Following these cases, in this circuit a plaintiff who asserts admiralty
jurisdiction as a basis for the court’s subject matter jurisdiction over a claim has
automatically elected under Rule 9(h) to proceed under the admiralty rules, even
if she states that her claim is also cognizable under diversity or some other basis
of federal subject matter jurisdiction. However, we have not addressed the
specific issue presented in this case, which is whether the plaintiff automatically
makes a Rule 9(h) election to proceed under the admiralty rules when she
specifically asserts only diversity jurisdiction for one claim in the same
complaint as a separate claim cognizable only under admiralty jurisdiction.

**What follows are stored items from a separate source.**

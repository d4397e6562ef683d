//! Per-team evaluation tally.
//!
//! The counter is the single source of truth for how often each team has
//! been handed to a judge. Selection is greedy over the whole roster: the
//! least-evaluated teams come first regardless of room or group.
//!
//! # Tie-breaking
//! Teams with equal counts are ordered by their position in the roster as
//! loaded, so identical counts always yield the same selection.

use std::collections::HashMap;

use crate::models::{Team, TeamId};

/// Evaluation tally for every team of the roster.
#[derive(Debug, Clone, Default)]
pub struct FairnessCounter {
    /// Teams in roster order (tie-break key).
    teams: Vec<TeamId>,
    /// Tally parallel to `teams`.
    counts: Vec<u32>,
    /// team → position in `teams`.
    positions: HashMap<TeamId, usize>,
}

impl FairnessCounter {
    /// Creates a counter with every team at zero.
    ///
    /// Duplicate ids keep their first position.
    pub fn new(roster: impl IntoIterator<Item = TeamId>) -> Self {
        let mut counter = Self::default();
        for team in roster {
            counter.position_or_insert(team);
        }
        counter
    }

    /// Current tally for `team` (0 for teams never seen).
    pub fn count(&self, team: TeamId) -> u32 {
        self.positions
            .get(&team)
            .map(|&pos| self.counts[pos])
            .unwrap_or(0)
    }

    /// Adds one evaluation to `team` and returns its new tally.
    ///
    /// Not idempotent: every call counts. A team outside the roster is
    /// appended to it.
    pub fn record(&mut self, team: TeamId) -> u32 {
        let pos = self.position_or_insert(team);
        self.counts[pos] = self.counts[pos].saturating_add(1);
        self.counts[pos]
    }

    /// The `k` least-evaluated teams, lowest tally first.
    ///
    /// Ties follow roster order. When `k` exceeds the roster size the
    /// ordering repeats from the start, so teams may appear more than once.
    /// Returns an empty vector only for an empty roster or `k == 0`.
    pub fn least_evaluated(&self, k: usize) -> Vec<TeamId> {
        let mut order: Vec<usize> = (0..self.teams.len()).collect();
        // stable sort keeps roster order within equal counts
        order.sort_by_key(|&pos| self.counts[pos]);
        order
            .iter()
            .cycle()
            .take(k)
            .map(|&pos| self.teams[pos])
            .collect()
    }

    /// Snapshot of every team with its tally, in roster order.
    pub fn teams(&self) -> Vec<Team> {
        self.teams
            .iter()
            .zip(&self.counts)
            .map(|(&id, &evaluations)| Team::new(id).with_evaluations(evaluations))
            .collect()
    }

    /// Tallies in roster order.
    pub fn counts(&self) -> &[u32] {
        &self.counts
    }

    /// Number of teams tracked.
    pub fn len(&self) -> usize {
        self.teams.len()
    }

    /// Whether the roster is empty.
    pub fn is_empty(&self) -> bool {
        self.teams.is_empty()
    }

    fn position_or_insert(&mut self, team: TeamId) -> usize {
        if let Some(&pos) = self.positions.get(&team) {
            return pos;
        }
        let pos = self.teams.len();
        self.teams.push(team);
        self.counts.push(0);
        self.positions.insert(team, pos);
        pos
    }
}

B. Luera’s Rule 9(h) Election
After amendment, Luera’s complaint stated six distinct claims: She
asserted negligence claims against both the VOC ROSE and the ALBERTA in
rem, which are exclusively within the district court’s admiralty jurisdiction.
Luera also asserted negligence claims against Reese Development, J.P.
Samartzis, White Dolphin, and Samos Shipping, in personam, based on the
court’s diversity jurisdiction. Because Luera may only proceed in rem against
the vessels by invoking federal admiralty jurisdiction, she necessarily made a
Rule 9(h) election to proceed under the admiralty rules for her in rem claims.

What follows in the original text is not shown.